Die form- und fristgerecht eingelegte Beschwerde ist zulässig (§§ 172, 173 Sozialgerichtsgesetz – SGG), aber nicht begründet. Das SG hat im Ergebnis zu Recht den Erlass einer einstweiligen Anordnung abgelehnt.
Gegenstand des Beschwerdeverfahrens sind zuletzt nur noch Leistungen für November und Dezember 2016, die der ASt in seiner Beschwerdebegründung fordert. Für die Zeit ab Januar 2017 ist mit Bescheid vom 21.12.2016 bzw Bescheid vom 10.02.2017 Alg II ohne Anrechnung von Einkommen bewilligt worden. Die Beschwerde ist nicht nach § 172 Abs. 3 Nr. 1 SGG ausgeschlossen, da in der Hauptsache eine Berufung zulässig wäre. Der Wert der Beschwer liegt bei über 750 EUR, da – nach den Berechnungen im Bescheid vom 21.12.2016 – der maximale Leistungsanspruch für November und Dezember 2016 bei monatlich 697 EUR gelegen hätte. Damit fordert der ASt insgesamt 905,83 EUR (697 EUR für November 2016 und 697 EUR für Dezember 2016 abzüglich bereit bewilligter 488,17 EUR).
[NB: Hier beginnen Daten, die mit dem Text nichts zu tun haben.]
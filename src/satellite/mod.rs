//! Satellite management module
//!
//! This module turns the satellite feed into visual groups under the globe:
//! one group per satellite, each holding a marker and a dashed orbit path,
//! rebuilt from scratch whenever the feed or the selection changes.

use bevy::prelude::*;

pub mod components;
pub mod error;
pub mod resources;
pub mod systems;

pub use components::{MarkerRef, OrbitSpeed, SatelliteGroup, SatelliteMarker};
pub use error::SyncError;
pub use resources::{OrbitAngles, OrbitRng, SyncReport};
pub use systems::{forget_orbit_angles, synchronize_satellites_system};

use crate::animation::FrameSystems;
use crate::core::lifecycle::ViewState;

/// Plugin for satellite group synchronization
pub struct SatellitePlugin;

impl Plugin for SatellitePlugin {
    fn build(&self, app: &mut App) {
        app.init_resource::<OrbitAngles>()
            .init_resource::<OrbitRng>()
            .init_resource::<SyncReport>()
            .add_systems(
                Update,
                synchronize_satellites_system.in_set(FrameSystems::Sync),
            )
            .add_systems(OnExit(ViewState::Mounted), forget_orbit_angles);
    }
}
//! Satellite feed module
//!
//! This module holds the input records of the view, loads them from a JSON
//! feed file and provides the keyboard controls of the demo host.

use bevy::prelude::*;
use std::path::PathBuf;

pub mod loader;
pub mod mock_data;
pub mod systems;
pub mod types;

pub use loader::FeedSource;
pub use types::{SatelliteFeed, SatelliteInfo, SatelliteKind};

/// Plugin providing the satellite feed and the host controls
pub struct FeedPlugin {
    pub feed_path: Option<PathBuf>,
}

impl Plugin for FeedPlugin {
    fn build(&self, app: &mut App) {
        let source = FeedSource {
            path: loader::resolve_feed_path(self.feed_path.clone()),
        };
        let feed = loader::initial_feed(&source);

        app.insert_resource(source)
            .insert_resource(feed)
            .add_systems(
                Update,
                (
                    systems::selection_keys_system,
                    systems::reload_feed_system,
                    systems::toggle_mount_system,
                ),
            );
    }
}
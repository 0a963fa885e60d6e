//! Procedural satellite icons
//!
//! Each satellite type gets a white glyph on a transparent background. The
//! glyph is tinted by the marker material, so one texture per type serves both
//! the selected and the neutral color scheme.

use bevy::asset::RenderAssetUsages;
use bevy::prelude::*;
use bevy::render::render_resource::{Extent3d, TextureDimension, TextureFormat};
use std::collections::HashMap;

use crate::feed::SatelliteKind;

/// One texture per satellite type, rasterized once per mount
#[derive(Resource, Debug, Clone)]
pub struct IconTextures {
    handles: HashMap<SatelliteKind, Handle<Image>>,
}

impl IconTextures {
    pub fn rasterize_all(images: &mut Assets<Image>, size: u32) -> Self {
        let handles = SatelliteKind::ALL
            .iter()
            .map(|&kind| (kind, images.add(icon_image(kind, size))))
            .collect();
        Self { handles }
    }

    pub fn get(&self, kind: SatelliteKind) -> Option<&Handle<Image>> {
        self.handles.get(&kind)
    }
}

/// Wrap the RGBA pixels of an icon into a texture
pub fn icon_image(kind: SatelliteKind, size: u32) -> Image {
    Image::new(
        Extent3d {
            width: size,
            height: size,
            depth_or_array_layers: 1,
        },
        TextureDimension::D2,
        rasterize_icon(kind, size),
        TextureFormat::Rgba8UnormSrgb,
        RenderAssetUsages::RENDER_WORLD,
    )
}

/// Rasterize the glyph for `kind` into `size * size` RGBA8 pixels, rows top to bottom
pub fn rasterize_icon(kind: SatelliteKind, size: u32) -> Vec<u8> {
    let size = size.max(1);
    let mut pixels = Vec::with_capacity((size * size * 4) as usize);
    for row in 0..size {
        for col in 0..size {
            // pixel center mapped to [-1, 1], y up
            let x = (col as f32 + 0.5) / size as f32 * 2.0 - 1.0;
            let y = 1.0 - (row as f32 + 0.5) / size as f32 * 2.0;
            let alpha = if glyph_contains(kind, x, y) { 255 } else { 0 };
            pixels.extend_from_slice(&[255, 255, 255, alpha]);
        }
    }
    pixels
}

fn glyph_contains(kind: SatelliteKind, x: f32, y: f32) -> bool {
    match kind {
        SatelliteKind::Communication => antenna(x, y),
        SatelliteKind::Military => jet(x, y),
        SatelliteKind::Science => flask(x, y),
    }
}

/// Dish emitter with two broadcast arcs above it
fn antenna(x: f32, y: f32) -> bool {
    let origin = Vec2::new(0.0, -0.35);
    let p = Vec2::new(x, y) - origin;
    let r = p.length();
    let upward = p.y > p.x.abs() * 0.6;

    let hub = r < 0.2;
    let inner_arc = upward && (0.38..0.52).contains(&r);
    let outer_arc = upward && (0.68..0.82).contains(&r);
    let mast = x.abs() < 0.07 && (-0.9..-0.35).contains(&y);
    let base = y > -0.95 && y < -0.8 && x.abs() < 0.35;
    hub || inner_arc || outer_arc || mast || base
}

/// Delta-wing jet seen from above, nose up
fn jet(x: f32, y: f32) -> bool {
    let fuselage = x.abs() < 0.12 && (-0.85..0.75).contains(&y);
    let nose = (0.75..0.95).contains(&y) && x.abs() < 0.12 * (0.95 - y) / 0.2;
    // swept wings: triangle from the fuselage out to the tips
    let wing = (-0.35..0.35).contains(&y) && x.abs() < 0.85 * (0.35 - y) / 0.7;
    let tail = (-0.85..-0.6).contains(&y) && x.abs() < 0.4 * (-0.6 - y) / 0.25 + 0.1;
    fuselage || nose || wing || tail
}

/// Laboratory flask: narrow neck over a widening body
fn flask(x: f32, y: f32) -> bool {
    let rim = (0.7..0.85).contains(&y) && x.abs() < 0.32;
    let neck = (0.15..0.7).contains(&y) && x.abs() < 0.18;
    // body widens linearly from the neck down to the base
    let body = (-0.85..0.15).contains(&y) && x.abs() < 0.18 + (0.15 - y) * 0.62;
    rim || neck || body
}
Das Begehren des ASt kann im Rahmen einer Hauptsache grundsätzlich mit einer Anfechtungs- und Leistungsklage geltend gemacht werden, so dass vorliegend § 86b Abs. 2 Satz 2 SGG die maßgebliche Rechtsgrundlage für die Gewährung einstweiligen Rechtsschutzes darstellt. Hiernach ist eine Regelung zulässig, wenn sie zur Abwendung wesentlicher Nachteile nötig erscheint. Das ist etwa dann der Fall, wenn der Antragsteller ohne eine solche Anordnung schwere und unzumutbare, nicht anders abwendbare Nachteile entstehen, zu deren Beseitigung die Entscheidung in der Hauptsache nicht mehr in der Lage wäre (so BVerfG, Beschluss vom 25.10.1998 – 2 BvR 745/88 – BVerfGE 79, 69 (74); Beschluss vom 19.10.1977 – 2 BvR 42/76 – BVerfGE 46, 166 (179); Beschluss vom 22.11.2002 – 2 BvR 745/88 – NJW 2003, 1236).
Die Regelungsanordnung setzt das Vorliegen eines Anordnungsgrundes – das ist in der Regel die Eilbedürftigkeit – und das Vorliegen eines Anordnungsanspruches – das ist der materiell-rechtliche Anspruch, auf den der Antragsteller sein Begehren stützt – voraus. Die Angaben hierzu hat der Antragsteller glaubhaft zu machen (§ 86b Abs. 2 Satz 2 und 4 SGG iVm § 920 Abs. 2, § 294 Zivilprozessordnung – ZPO -; Keller in Meyer-Ladewig/Kel-ler/Leitherer, SGG, 11. Aufl, § 86b Rn 41).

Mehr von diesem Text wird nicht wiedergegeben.